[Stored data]
^^^^^^^^

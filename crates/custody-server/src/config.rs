use std::collections::HashMap;
use std::net::SocketAddr;
use std::path::{Path, PathBuf};

use custody_types::Identity;
use serde::{Deserialize, Serialize};

use crate::error::{ServerError, ServerResult};

/// Server configuration.
///
/// Sources, lowest precedence first: built-in defaults, an optional TOML
/// file, environment variables (`PORT`, `CUSTODY_BIND`, `CUSTODY_OWNER`,
/// `CUSTODY_SNAPSHOT`), then command-line flags applied by the caller.
#[derive(Clone, Debug, PartialEq, Eq, Serialize, Deserialize)]
#[serde(default)]
pub struct ServerConfig {
    pub bind_addr: SocketAddr,
    /// Authorized writer for a new ledger. When a snapshot is loaded it must
    /// match the snapshot's owner, if set.
    pub owner: Option<Identity>,
    pub auth: AuthConfig,
    /// Loaded at startup if present, written on graceful shutdown.
    pub snapshot_path: Option<PathBuf>,
    pub event_channel_capacity: usize,
}

/// How request callers are identified.
#[derive(Clone, Debug, Default, PartialEq, Eq, Serialize, Deserialize)]
#[serde(tag = "mode", rename_all = "snake_case")]
pub enum AuthConfig {
    /// Every request acts as the ledger owner.
    #[default]
    Operator,
    /// Bearer tokens mapped to identities.
    Tokens { tokens: HashMap<String, Identity> },
}

impl Default for ServerConfig {
    fn default() -> Self {
        Self {
            bind_addr: SocketAddr::from(([127, 0, 0, 1], 3000)),
            owner: None,
            auth: AuthConfig::Operator,
            snapshot_path: None,
            event_channel_capacity: 1024,
        }
    }
}

impl ServerConfig {
    pub fn from_toml_str(s: &str) -> ServerResult<Self> {
        toml::from_str(s).map_err(|e| ServerError::Config(e.to_string()))
    }

    /// Defaults, overlaid by `path` when given, overlaid by the process
    /// environment.
    pub fn load(path: Option<&Path>) -> ServerResult<Self> {
        Self::load_from(path, |key| std::env::var(key).ok())
    }

    /// [`load`](Self::load) with environment lookups supplied by the caller.
    pub fn load_from<F>(path: Option<&Path>, lookup: F) -> ServerResult<Self>
    where
        F: Fn(&str) -> Option<String>,
    {
        let config = match path {
            Some(path) => {
                let text = std::fs::read_to_string(path).map_err(|e| {
                    ServerError::Config(format!("cannot read {}: {e}", path.display()))
                })?;
                Self::from_toml_str(&text)?
            }
            None => Self::default(),
        };
        config.with_env(lookup)
    }

    /// Apply environment overrides read through `lookup`.
    pub fn with_env<F>(mut self, lookup: F) -> ServerResult<Self>
    where
        F: Fn(&str) -> Option<String>,
    {
        if let Some(bind) = lookup("CUSTODY_BIND") {
            self.bind_addr = bind
                .parse()
                .map_err(|e| ServerError::Config(format!("CUSTODY_BIND={bind}: {e}")))?;
        }
        if let Some(port) = lookup("PORT") {
            let port = port
                .parse()
                .map_err(|e| ServerError::Config(format!("PORT={port}: {e}")))?;
            self.bind_addr.set_port(port);
        }
        if let Some(owner) = lookup("CUSTODY_OWNER") {
            self.owner = Some(
                owner
                    .parse()
                    .map_err(|e| ServerError::Config(format!("CUSTODY_OWNER: {e}")))?,
            );
        }
        if let Some(path) = lookup("CUSTODY_SNAPSHOT") {
            self.snapshot_path = Some(PathBuf::from(path));
        }
        Ok(self)
    }
}

#[cfg(test)]
mod tests {
    use super::*;

    fn env(pairs: &[(&str, &str)]) -> impl Fn(&str) -> Option<String> {
        let map: HashMap<String, String> = pairs
            .iter()
            .map(|(k, v)| (k.to_string(), v.to_string()))
            .collect();
        move |key: &str| map.get(key).cloned()
    }

    #[test]
    fn default_config() {
        let c = ServerConfig::default();
        assert_eq!(c.bind_addr, "127.0.0.1:3000".parse::<SocketAddr>().unwrap());
        assert_eq!(c.auth, AuthConfig::Operator);
        assert_eq!(c.event_channel_capacity, 1024);
        assert!(c.owner.is_none());
        assert!(c.snapshot_path.is_none());
    }

    #[test]
    fn toml_overrides_defaults() {
        let owner = format!("0x{}", "ab".repeat(20));
        let c = ServerConfig::from_toml_str(&format!(
            r#"
            bind_addr = "0.0.0.0:8080"
            owner = "{owner}"
            snapshot_path = "/var/lib/custody/ledger.json"

            [auth]
            mode = "tokens"
            [auth.tokens]
            secret = "{owner}"
            "#
        ))
        .unwrap();

        assert_eq!(c.bind_addr.port(), 8080);
        assert_eq!(c.owner, Some(owner.parse().unwrap()));
        assert_eq!(c.event_channel_capacity, 1024);
        match c.auth {
            AuthConfig::Tokens { tokens } => assert!(tokens.contains_key("secret")),
            other => panic!("unexpected auth config {other:?}"),
        }
    }

    #[test]
    fn bad_owner_is_a_config_error() {
        let err = ServerConfig::from_toml_str(r#"owner = "nope""#).unwrap_err();
        assert!(matches!(err, ServerError::Config(_)));
    }

    #[test]
    fn env_overrides_file() {
        let owner = format!("0x{}", "cd".repeat(20));
        let c = ServerConfig::default()
            .with_env(env(&[
                ("CUSTODY_BIND", "0.0.0.0:9000"),
                ("PORT", "4000"),
                ("CUSTODY_OWNER", owner.as_str()),
                ("CUSTODY_SNAPSHOT", "ledger.json"),
            ]))
            .unwrap();
        assert_eq!(c.bind_addr, "0.0.0.0:4000".parse::<SocketAddr>().unwrap());
        assert_eq!(c.owner.unwrap().to_hex(), owner);
        assert_eq!(c.snapshot_path, Some(PathBuf::from("ledger.json")));
    }

    #[test]
    fn bad_port_is_rejected() {
        let err = ServerConfig::default()
            .with_env(env(&[("PORT", "eighty")]))
            .unwrap_err();
        assert!(matches!(err, ServerError::Config(_)));
    }

    #[test]
    fn load_reads_file() {
        let dir = tempfile::tempdir().unwrap();
        let path = dir.path().join("custody.toml");
        std::fs::write(&path, "event_channel_capacity = 16\n").unwrap();
        let c = ServerConfig::load_from(Some(&path), |_| None).unwrap();
        assert_eq!(c.event_channel_capacity, 16);

        let missing =
            ServerConfig::load_from(Some(&dir.path().join("absent.toml")), |_| None).unwrap_err();
        assert!(matches!(missing, ServerError::Config(_)));
    }
}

^^^^^^^^

Each line in the data that holds the string "missing" should be found and copied.

        let missing =
        assert!(matches!(missing, ServerError::Config(_)));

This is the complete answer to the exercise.